A Accumulation of Spo11-bound oligos in rad50-C47 cells. Spo11-bound oligos are generated by MRX-Sae2-dependent endonucleolytic cleavage (left). Spo11-bound oligos were immunoprecipitated from meiotic cells, end-labeled by TdT, and subjected to autoradiography after SDS-PAGE (right). The asterisk indicates non-specific bands derived from oligonucleotides contaminated in commercially available TdT²³. Four times volume of immunoprecipitates were used to detect Spo11-oligos in rad50S cells. A representative of three independent experiments is shown. B Electrophoretic mobility of Spo11-oligos generated in wild-type (4 hr), rad50S (6 hr) and rad50-C47 (6 hr) cells after meiotic induction.

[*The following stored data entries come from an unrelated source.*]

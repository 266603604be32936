//! Browser-like request headers for the service endpoints.
//!
//! The service rejects requests that do not look like they come from a
//! desktop browser, so each endpoint family gets the header set a browser
//! would send, plus the account cookies and a forwarded address.

use rand::Rng;
use reqwest::header::{HeaderMap, HeaderName, HeaderValue};

use crate::config::ClientConfig;
use crate::error::{ChatError, Result};

const USER_AGENT: &str = "Mozilla/5.0 (Windows NT 10.0; Win64; x64) AppleWebKit/537.36 (KHTML, like Gecko) Chrome/115.0.0.0 Safari/537.36";

const SERVICE: &[(&str, &str)] = &[
    ("referer", "https://www.bing.com/search?q=Bing"),
    (
        "sec-ch-ua",
        r#""Not/A)Brand";v="99", "Google Chrome";v="115", "Chromium";v="115""#,
    ),
    ("sec-ch-ua-arch", r#""x86""#),
    ("sec-ch-ua-bitness", r#""64""#),
    ("sec-ch-ua-full-version", r#""115.0.5790.171""#),
    ("sec-ch-ua-mobile", "?0"),
    ("sec-ch-ua-platform", r#""Windows""#),
    ("sec-ch-ua-platform-version", r#""15.0.0""#),
    ("sec-fetch-dest", "empty"),
    ("sec-fetch-mode", "cors"),
    ("sec-fetch-site", "same-origin"),
    ("user-agent", USER_AGENT),
    (
        "x-ms-useragent",
        "azsdk-js-api-client-factory/1.0.0-beta.1 core-rest-pipeline/1.10.3 OS/Windows",
    ),
];

const SOCKET: &[(&str, &str)] = &[
    ("accept-language", "en-US,en;q=0.9"),
    ("cache-control", "no-cache"),
    ("pragma", "no-cache"),
    ("user-agent", USER_AGENT),
];

const DELETE: &[(&str, &str)] = &[
    ("accept", "*/*"),
    ("accept-language", "en-US,en;q=0.9"),
    ("cache-control", "no-cache"),
    ("content-type", "application/json"),
    ("pragma", "no-cache"),
    ("sec-fetch-dest", "empty"),
    ("sec-fetch-mode", "cors"),
    ("sec-fetch-site", "same-site"),
    ("referer", "https://www.bing.com/"),
    ("user-agent", USER_AGENT),
];

const DRAW: &[(&str, &str)] = &[
    (
        "accept",
        "text/html,application/xhtml+xml,application/xml;q=0.9,image/avif,image/webp,image/apng,*/*;q=0.8",
    ),
    ("accept-language", "en-US,en;q=0.9"),
    ("cache-control", "no-cache"),
    ("pragma", "no-cache"),
    ("sec-ch-ua-mobile", "?0"),
    ("sec-ch-ua-platform", r#""Windows""#),
    ("sec-fetch-dest", "iframe"),
    ("sec-fetch-mode", "navigate"),
    ("sec-fetch-site", "same-origin"),
    ("upgrade-insecure-requests", "1"),
    ("referer", "https://www.bing.com/search?q=Bing+Ai"),
    ("user-agent", USER_AGENT),
];

const UPLOAD: &[(&str, &str)] = &[
    ("accept", "*/*"),
    ("accept-language", "en-US,en;q=0.9"),
    ("cache-control", "no-cache"),
    ("pragma", "no-cache"),
    ("sec-ch-ua-mobile", "?0"),
    ("sec-ch-ua-platform", r#""Windows""#),
    ("sec-fetch-dest", "empty"),
    ("sec-fetch-mode", "cors"),
    ("sec-fetch-site", "same-origin"),
    ("referer", "https://www.bing.com/search?q=1"),
    ("user-agent", USER_AGENT),
];

/// Endpoint family a header set is meant for.
#[derive(Debug, Clone, Copy, PartialEq, Eq)]
pub enum HeaderSet {
    /// Conversation creation, listing and history.
    Service,
    /// The chat hub socket upgrade.
    Socket,
    Delete,
    Draw,
    /// Image attachment upload. The multipart content type is set per request.
    Upload,
}

impl HeaderSet {
    fn fixed(self) -> &'static [(&'static str, &'static str)] {
        match self {
            Self::Service => SERVICE,
            Self::Socket => SOCKET,
            Self::Delete => DELETE,
            Self::Draw => DRAW,
            Self::Upload => UPLOAD,
        }
    }

    fn forwards_ip(self) -> bool {
        !matches!(self, Self::Delete)
    }
}

/// A random address in the service's own range, sent as `x-forwarded-for`.
pub fn forwarded_ip() -> String {
    let mut rng = rand::thread_rng();
    format!(
        "13.{}.{}.{}",
        rng.gen_range(104..=107),
        rng.gen_range(0..=255),
        rng.gen_range(0..=255)
    )
}

/// Name/value pairs of a header set, cookies and forwarded address included.
pub fn header_pairs(set: HeaderSet, config: &ClientConfig, ip: &str) -> Vec<(&'static str, String)> {
    let mut pairs: Vec<(&'static str, String)> = set
        .fixed()
        .iter()
        .map(|(name, value)| (*name, (*value).to_string()))
        .collect();
    if set.forwards_ip() {
        pairs.push(("x-forwarded-for", ip.to_string()));
    }
    if set == HeaderSet::Service {
        pairs.push(("x-ms-client-request-id", uuid::Uuid::new_v4().to_string()));
    }
    if let Some(cookie) = config.cookie_header() {
        pairs.push(("cookie", cookie));
    }
    pairs
}

/// A header set as a reqwest [`HeaderMap`].
pub fn header_map(set: HeaderSet, config: &ClientConfig, ip: &str) -> Result<HeaderMap> {
    let mut map = HeaderMap::new();
    for (name, value) in header_pairs(set, config, ip) {
        let value = HeaderValue::from_str(&value)
            .map_err(|e| ChatError::Config(format!("invalid value for header {name}: {e}")))?;
        map.insert(HeaderName::from_static(name), value);
    }
    Ok(map)
}

pub fn service_headers(config: &ClientConfig, ip: &str) -> Result<HeaderMap> {
    header_map(HeaderSet::Service, config, ip)
}

pub fn upload_headers(config: &ClientConfig, ip: &str) -> Result<HeaderMap> {
    header_map(HeaderSet::Upload, config, ip)
}

pub fn draw_headers(config: &ClientConfig, ip: &str) -> Result<HeaderMap> {
    header_map(HeaderSet::Draw, config, ip)
}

C Accumulation of Spo11-bound oligos during meiosis. The graph shows the kinetics of the integral (area) of the relative value of the quantified whole lane signal intensity of Spo11-oligos. Three independent experiments were carried out. Error bars show SEM. D Length of oligonucleotides constituting Spo11-oligos from wild-type (4 hr), rad50-C47 (6 hr), and rad50S (6 hr) cells after meiotic induction. End-labeled Spo11-oligos (A) were treated with proteinase K, separated on denaturing PAGE, and subjected to autoradiography (left). M denotes molecular weight marker. Signal peaks are plotted (right). Four times volume of immunoprecipitates were used to detect deproteinized Spo11-bound oligos from rad50S cells. A representative of three independent experiments is shown. E Quantification of deproteinized Spo11-oligos. Signal intensity and the length of each end-labeled DNA fragment were analyzed using ImageQuant TL software.